DATA FOR THIS TASK:
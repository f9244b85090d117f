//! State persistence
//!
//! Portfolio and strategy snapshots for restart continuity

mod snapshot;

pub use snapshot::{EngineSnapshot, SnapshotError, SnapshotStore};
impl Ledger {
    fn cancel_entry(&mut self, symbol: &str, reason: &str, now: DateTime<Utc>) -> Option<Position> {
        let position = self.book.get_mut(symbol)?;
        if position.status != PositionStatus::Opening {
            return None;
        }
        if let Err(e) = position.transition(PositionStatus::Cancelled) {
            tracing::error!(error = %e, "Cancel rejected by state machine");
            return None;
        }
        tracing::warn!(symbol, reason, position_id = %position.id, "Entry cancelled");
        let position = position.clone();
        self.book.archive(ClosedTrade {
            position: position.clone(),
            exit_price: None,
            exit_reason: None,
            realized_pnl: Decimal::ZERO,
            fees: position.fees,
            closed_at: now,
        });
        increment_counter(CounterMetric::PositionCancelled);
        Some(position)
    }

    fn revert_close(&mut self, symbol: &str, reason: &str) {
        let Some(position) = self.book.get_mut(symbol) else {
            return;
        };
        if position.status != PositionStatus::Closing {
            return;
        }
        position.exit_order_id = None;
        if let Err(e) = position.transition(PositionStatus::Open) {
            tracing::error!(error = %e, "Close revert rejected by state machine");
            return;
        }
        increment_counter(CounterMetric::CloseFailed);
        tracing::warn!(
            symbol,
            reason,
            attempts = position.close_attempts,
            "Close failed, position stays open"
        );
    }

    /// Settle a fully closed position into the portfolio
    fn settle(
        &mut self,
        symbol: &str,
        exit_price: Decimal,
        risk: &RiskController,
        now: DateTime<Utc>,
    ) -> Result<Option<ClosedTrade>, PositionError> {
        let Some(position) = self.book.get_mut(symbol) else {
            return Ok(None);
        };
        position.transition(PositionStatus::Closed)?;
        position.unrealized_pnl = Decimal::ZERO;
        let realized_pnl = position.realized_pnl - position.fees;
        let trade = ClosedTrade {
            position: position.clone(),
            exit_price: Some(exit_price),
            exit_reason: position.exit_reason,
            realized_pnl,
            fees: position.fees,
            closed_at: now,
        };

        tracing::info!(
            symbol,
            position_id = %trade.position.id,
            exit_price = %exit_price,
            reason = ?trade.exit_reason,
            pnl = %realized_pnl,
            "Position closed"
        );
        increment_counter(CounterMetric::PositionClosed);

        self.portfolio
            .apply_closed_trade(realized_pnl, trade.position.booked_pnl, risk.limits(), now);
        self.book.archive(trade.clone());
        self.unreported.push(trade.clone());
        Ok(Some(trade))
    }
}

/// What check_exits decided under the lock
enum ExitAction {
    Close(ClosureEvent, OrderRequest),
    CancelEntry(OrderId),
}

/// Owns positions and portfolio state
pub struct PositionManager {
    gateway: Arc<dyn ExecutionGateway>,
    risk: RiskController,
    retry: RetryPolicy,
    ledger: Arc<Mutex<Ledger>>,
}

WORK ORDER:
Output the whole listing exactly.

RESULT OF THIS TASK:
repository f9244b85090d117f
//! State persistence
//!
//! Portfolio and strategy snapshots for restart continuity

mod snapshot;

pub use snapshot::{EngineSnapshot, SnapshotError, SnapshotStore};
impl Ledger {
    fn cancel_entry(&mut self, symbol: &str, reason: &str, now: DateTime<Utc>) -> Option<Position> {
        let position = self.book.get_mut(symbol)?;
        if position.status != PositionStatus::Opening {
            return None;
        }
        if let Err(e) = position.transition(PositionStatus::Cancelled) {
            tracing::error!(error = %e, "Cancel rejected by state machine");
            return None;
        }
        tracing::warn!(symbol, reason, position_id = %position.id, "Entry cancelled");
        let position = position.clone();
        self.book.archive(ClosedTrade {
            position: position.clone(),
            exit_price: None,
            exit_reason: None,
            realized_pnl: Decimal::ZERO,
            fees: position.fees,
            closed_at: now,
        });
        increment_counter(CounterMetric::PositionCancelled);
        Some(position)
    }

    fn revert_close(&mut self, symbol: &str, reason: &str) {
        let Some(position) = self.book.get_mut(symbol) else {
            return;
        };
        if position.status != PositionStatus::Closing {
            return;
        }
        position.exit_order_id = None;
        if let Err(e) = position.transition(PositionStatus::Open) {
            tracing::error!(error = %e, "Close revert rejected by state machine");
            return;
        }
        increment_counter(CounterMetric::CloseFailed);
        tracing::warn!(
            symbol,
            reason,
            attempts = position.close_attempts,
            "Close failed, position stays open"
        );
    }

    /// Settle a fully closed position into the portfolio
    fn settle(
        &mut self,
        symbol: &str,
        exit_price: Decimal,
        risk: &RiskController,
        now: DateTime<Utc>,
    ) -> Result<Option<ClosedTrade>, PositionError> {
        let Some(position) = self.book.get_mut(symbol) else {
            return Ok(None);
        };
        position.transition(PositionStatus::Closed)?;
        position.unrealized_pnl = Decimal::ZERO;
        let realized_pnl = position.realized_pnl - position.fees;
        let trade = ClosedTrade {
            position: position.clone(),
            exit_price: Some(exit_price),
            exit_reason: position.exit_reason,
            realized_pnl,
            fees: position.fees,
            closed_at: now,
        };

        tracing::info!(
            symbol,
            position_id = %trade.position.id,
            exit_price = %exit_price,
            reason = ?trade.exit_reason,
            pnl = %realized_pnl,
            "Position closed"
        );
        increment_counter(CounterMetric::PositionClosed);

        self.portfolio
            .apply_closed_trade(realized_pnl, trade.position.booked_pnl, risk.limits(), now);
        self.book.archive(trade.clone());
        self.unreported.push(trade.clone());
        Ok(Some(trade))
    }
}

/// What check_exits decided under the lock
enum ExitAction {
    Close(ClosureEvent, OrderRequest),
    CancelEntry(OrderId),
}

/// Owns positions and portfolio state
pub struct PositionManager {
    gateway: Arc<dyn ExecutionGateway>,
    risk: RiskController,
    retry: RetryPolicy,
    ledger: Arc<Mutex<Ledger>>,
}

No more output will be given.